# What you need to do:
Reproduce word for word, from the entries below, the line with "if max_entropy <= 0.0", the line with "let minutes = minutes_between(*first, now);", and every line between them, and nothing more.

Stored data:
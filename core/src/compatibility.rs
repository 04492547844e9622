//! Compatibility analyzer: adapts to how the player behaves.
//!
//! Every update:
//!   1. Decay each active modifier from its creation time and drop the
//!      ones that have faded to within 0.01 of their floor
//!   2. Once per analysis interval, rebuild the `PlayerBehaviorPattern`
//!      from interaction history and mint bonus modifiers for
//!      consistent, varied and frequent players
//!
//! A freshly minted modifier replaces any active one with the same stat
//! name. `force_analysis` skips the interval gate (tests and tooling).

use crate::{
    config::{CompatibilityConfig, ModifierTemplate},
    error::SimResult,
    event::CompanionEvent,
    history::HistoryReader,
    rng::RandomSource,
    subsystem::{CompanionSubsystem, TickContext},
    types::Instant,
};
use log::debug;
use parking_lot::RwLock;
use serde::{Deserialize, Serialize};
use serde_json::{json, Value};
use std::any::Any;
use std::collections::BTreeMap;
use std::sync::atomic::{AtomicBool, Ordering};
use std::sync::Arc;

const EXPIRY_EPSILON: f64 = 0.01;
/// Consistency score when there are too few interactions to judge.
const NEUTRAL_CONSISTENCY: f64 = 0.5;
/// Stddev of gaps (minutes) at which consistency bottoms out.
const CONSISTENCY_NORMALIZER_MINUTES: f64 = 60.0;

pub const RESPONSIVENESS_MODIFIER: &str = "interaction_responsiveness_bonus";

// ── Public types ─────────────────────────────────────────────────────────────

#[derive(Debug, Clone, Serialize, Deserialize, PartialEq)]
pub struct CompatibilityModifier {
    pub stat_name:     String,
    pub value:         f64,
    pub initial_value: f64,
    pub reason:        String,
    pub created_at:    Instant,
    /// Fraction lost per hour.
    pub decay_rate:    f64,
    pub min_value:     f64,
    pub max_value:     f64,
}

impl CompatibilityModifier {
    fn mint(template: &ModifierTemplate, strength: f64, now: Instant) -> Self {
        let value = (template.base + strength * template.max_bonus_fraction)
            .clamp(template.min_value, template.max_value);
        Self {
            stat_name:     template.stat_name.clone(),
            value,
            initial_value: value,
            reason:        template.reason.clone(),
            created_at:    now,
            decay_rate:    template.decay_rate,
            min_value:     template.min_value,
            max_value:     template.max_value,
        }
    }

    /// Recompute the value for `now`. Always derived from the initial value,
    /// so calling this repeatedly never compounds.
    fn decay_to(&mut self, now: Instant) {
        let hours = (now - self.created_at).num_milliseconds().max(0) as f64 / 3_600_000.0;
        let factor = (1.0 - self.decay_rate).max(0.0).powf(hours);
        self.value = (self.initial_value * factor).clamp(self.min_value, self.max_value);
    }

    fn is_expired(&self) -> bool {
        self.value <= self.min_value + EXPIRY_EPSILON
    }
}

#[derive(Debug, Clone, Default, Serialize, Deserialize, PartialEq)]
pub struct PlayerBehaviorPattern {
    /// Interaction type → retained count.
    pub interaction_frequency:  BTreeMap<String, f64>,
    /// Interaction type → mean gap between uses, in minutes.
    pub preferred_time_gaps:    BTreeMap<String, f64>,
    pub consistency_score:      f64,
    pub variety_score:          f64,
    pub total_interactions:     usize,
    pub interactions_per_minute: f64,
    pub last_analysis:          Option<Instant>,
}

impl PlayerBehaviorPattern {
    /// Derive a pattern from a copy of the interaction history.
    pub fn analyze(history: &BTreeMap<String, Vec<Instant>>, now: Instant) -> Self {
        let mut pattern = Self {
            last_analysis: Some(now),
            ..Self::default()
        };
        for (kind, stamps) in history {
            pattern.interaction_frequency.insert(kind.clone(), stamps.len() as f64);
            pattern.total_interactions += stamps.len();
            if stamps.len() > 1 {
                let total: f64 = stamps.windows(2).map(|w| minutes_between(w[0], w[1])).sum();
                pattern
                    .preferred_time_gaps
                    .insert(kind.clone(), total / (stamps.len() - 1) as f64);
            }
        }
        pattern.consistency_score = consistency_score(history);
        pattern.variety_score = variety_score(history);
        pattern.interactions_per_minute = interactions_per_minute(history, now);
        pattern
    }
}

/// `max(0, 1 − stddev(gaps)/60)` over every interaction sorted by time.
pub fn consistency_score(history: &BTreeMap<String, Vec<Instant>>) -> f64 {
    if history.is_empty() {
        return 0.0;
    }
    let mut all: Vec<Instant> = history.values().flatten().copied().collect();
    if all.len() < 3 {
        return NEUTRAL_CONSISTENCY;
    }
    all.sort();
    let gaps: Vec<f64> = all.windows(2).map(|w| minutes_between(w[0], w[1])).collect();
    let mean = gaps.iter().sum::<f64>() / gaps.len() as f64;
    let variance = gaps.iter().map(|g| (g - mean).powi(2)).sum::<f64>() / gaps.len() as f64;
    (1.0 - variance.sqrt() / CONSISTENCY_NORMALIZER_MINUTES).max(0.0)
}

/// Shannon entropy of type proportions, normalised by `log2(types)`.
pub fn variety_score(history: &BTreeMap<String, Vec<Instant>>) -> f64 {
    let total: usize = history.values().map(Vec::len).sum();
    if total == 0 {
        return 0.0;
    }
    let used: Vec<usize> = history.values().map(Vec::len).filter(|n| *n > 0).collect();
    let max_entropy = (used.len() as f64).log2();
    if max_entropy <= 0.0 {
        return 0.0;
    }
    let entropy: f64 = used
        .iter()
        .map(|n| {
            let p = *n as f64 / total as f64;
            -p * p.log2()
        })
        .sum();
    entropy / max_entropy
}

fn interactions_per_minute(history: &BTreeMap<String, Vec<Instant>>, now: Instant) -> f64 {
    let total: usize = history.values().map(Vec::len).sum();
    let Some(first) = history.values().flatten().min() else {
        return 0.0;
    };
    let minutes = minutes_between(*first, now);
    if minutes <= 0.0 {
        return 0.0;
    }
    total as f64 / minutes
}

fn minutes_between(a: Instant, b: Instant) -> f64 {
    (b - a).num_milliseconds() as f64 / 60_000.0
}

// ── Analyzer ─────────────────────────────────────────────────────────────────

/// What one update pass changed.
#[derive(Debug, Clone, Default)]
pub struct AnalysisOutcome {
    pub added:   Vec<CompatibilityModifier>,
    pub expired: Vec<String>,
    pub active:  Vec<CompatibilityModifier>,
}

#[derive(Debug, Default)]
struct AnalyzerState {
    adaptation_strength: f64,
    pattern:             PlayerBehaviorPattern,
    modifiers:           BTreeMap<String, CompatibilityModifier>,
    last_analysis:       Option<Instant>,
}

pub struct CompatibilityAnalyzer {
    config:  CompatibilityConfig,
    state:   RwLock<AnalyzerState>,
    enabled: AtomicBool,
}

impl CompatibilityAnalyzer {
    pub fn new(config: CompatibilityConfig) -> Self {
        let state = AnalyzerState {
            adaptation_strength: config.adaptation_strength.clamp(0.0, 1.0),
            ..AnalyzerState::default()
        };
        let enabled = config.enabled;
        Self {
            config,
            state: RwLock::new(state),
            enabled: AtomicBool::new(enabled),
        }
    }

    /// Decay, and analyse if the interval has passed.
    pub fn refresh<H: HistoryReader + ?Sized>(&self, now: Instant, history: &H) -> AnalysisOutcome {
        self.step(now, history, false)
    }

    /// Analyse immediately regardless of the interval.
    pub fn force_analysis<H: HistoryReader + ?Sized>(
        &self,
        now: Instant,
        history: &H,
    ) -> Vec<CompatibilityModifier> {
        self.step(now, history, true).active
    }

    fn step<H: HistoryReader + ?Sized>(&self, now: Instant, history: &H, force: bool) -> AnalysisOutcome {
        let mut outcome = AnalysisOutcome::default();
        if !self.is_enabled() {
            return outcome;
        }

        let due = force || {
            let state = self.state.read();
            state.last_analysis.map_or(true, |last| {
                (now - last).num_seconds() >= self.config.analysis_interval_secs as i64
            })
        };
        // Copy history before taking our own lock.
        let snapshot = due.then(|| history.interaction_history());

        let mut state = self.state.write();
        for modifier in state.modifiers.values_mut() {
            modifier.decay_to(now);
        }
        state.modifiers.retain(|name, m| {
            let keep = !m.is_expired();
            if !keep {
                outcome.expired.push(name.clone());
            }
            keep
        });

        if let Some(history) = snapshot {
            state.last_analysis = Some(now);
            state.pattern = PlayerBehaviorPattern::analyze(&history, now);
            let strength = state.adaptation_strength;
            for template in self.qualifying_templates(&state.pattern) {
                let modifier = CompatibilityModifier::mint(template, strength, now);
                debug!(
                    "compatibility: {} = {:.3} ({})",
                    modifier.stat_name, modifier.value, modifier.reason
                );
                state.modifiers.insert(modifier.stat_name.clone(), modifier.clone());
                outcome.added.push(modifier);
            }
        }

        outcome.active = state.modifiers.values().cloned().collect();
        outcome
    }

    fn qualifying_templates(&self, pattern: &PlayerBehaviorPattern) -> Vec<&ModifierTemplate> {
        let mut templates = Vec::new();
        if pattern.total_interactions == 0 {
            return templates;
        }
        if pattern.consistency_score >= self.config.consistency_threshold {
            templates.push(&self.config.consistent);
        }
        if pattern.variety_score >= self.config.variety_threshold {
            templates.push(&self.config.variety);
        }
        if pattern.interactions_per_minute >= self.config.frequency_threshold {
            templates.push(&self.config.responsiveness);
        }
        templates
    }

    pub fn active_modifiers(&self) -> Vec<CompatibilityModifier> {
        self.state.read().modifiers.values().cloned().collect()
    }

    /// Current multiplier for `stat_name`, 1.0 when no modifier is active.
    pub fn modifier_value(&self, stat_name: &str) -> f64 {
        self.state
            .read()
            .modifiers
            .get(stat_name)
            .map_or(1.0, |m| m.value)
    }

    /// `None` while disabled.
    pub fn get_player_pattern(&self) -> Option<PlayerBehaviorPattern> {
        self.is_enabled().then(|| self.state.read().pattern.clone())
    }

    pub fn adaptation_strength(&self) -> f64 {
        self.state.read().adaptation_strength
    }

    /// Clamped to [0, 1].
    pub fn set_adaptation_strength(&self, strength: f64) {
        self.state.write().adaptation_strength = strength.clamp(0.0, 1.0);
    }

    pub fn get_compatibility_insights(&self, now: Instant) -> BTreeMap<String, Value> {
        let mut insights = BTreeMap::new();
        insights.insert("enabled".into(), json!(self.is_enabled()));
        if !self.is_enabled() {
            return insights;
        }
        let state = self.state.read();
        insights.insert("adaptationStrength".into(), json!(state.adaptation_strength));
        insights.insert("analysisIntervalSecs".into(), json!(self.config.analysis_interval_secs));
        insights.insert("activeModifiers".into(), json!(state.modifiers.len()));
        insights.insert("playerPattern".into(), json!(state.pattern));
        insights.insert(
            "lastUpdate".into(),
            json!(state.last_analysis.map(|t| t.to_rfc3339())),
        );
        let details: Vec<Value> = state
            .modifiers
            .values()
            .map(|m| {
                json!({
                    "statName": m.stat_name,
                    "modifierValue": m.value,
                    "reason": m.reason,
                    "createdAt": m.created_at.to_rfc3339(),
                    "ageSecs": (now - m.created_at).num_seconds(),
                })
            })
            .collect();
        insights.insert("modifierDetails".into(), Value::Array(details));
        insights
    }
}

impl CompanionSubsystem for CompatibilityAnalyzer {
    fn name(&self) -> &'static str {
        "compatibility"
    }

    fn update(
        &self,
        ctx: &TickContext<'_>,
        _rng: &mut dyn RandomSource,
    ) -> SimResult<Vec<CompanionEvent>> {
        let outcome = self.refresh(ctx.now, ctx.history);
        let expired = outcome
            .expired
            .into_iter()
            .map(|stat_name| CompanionEvent::ModifierExpired { tick: ctx.tick, stat_name });
        let added = outcome.added.into_iter().map(|m| CompanionEvent::ModifierAdded {
            tick: ctx.tick,
            stat_name: m.stat_name,
            value: m.value,
            reason: m.reason,
        });
        Ok(expired.chain(added).collect())
    }

    /// Modifiers are not saved. They are re-derived from the restored
    /// history on the next analysis.
    fn reset(&self, _now: Instant) {
        let mut state = self.state.write();
        state.modifiers.clear();
        state.pattern = PlayerBehaviorPattern::default();
        state.last_analysis = None;
    }

    fn is_enabled(&self) -> bool {
        self.enabled.load(Ordering::Relaxed)
    }

    fn set_enabled(&self, enabled: bool) {
        self.enabled.store(enabled, Ordering::Relaxed);
    }

    fn as_any(&self) -> &dyn Any {
        self
    }

    fn into_any(self: Arc<Self>) -> Arc<dyn Any + Send + Sync> {
        self
    }
}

# Result for this task:
    if max_entropy <= 0.0 {
        return 0.0;
    }
    let entropy: f64 = used
        .iter()
        .map(|n| {
            let p = *n as f64 / total as f64;
            -p * p.log2()
        })
        .sum();
    entropy / max_entropy
}

fn interactions_per_minute(history: &BTreeMap<String, Vec<Instant>>, now: Instant) -> f64 {
    let total: usize = history.values().map(Vec::len).sum();
    let Some(first) = history.values().flatten().min() else {
        return 0.0;
    };
    let minutes = minutes_between(*first, now);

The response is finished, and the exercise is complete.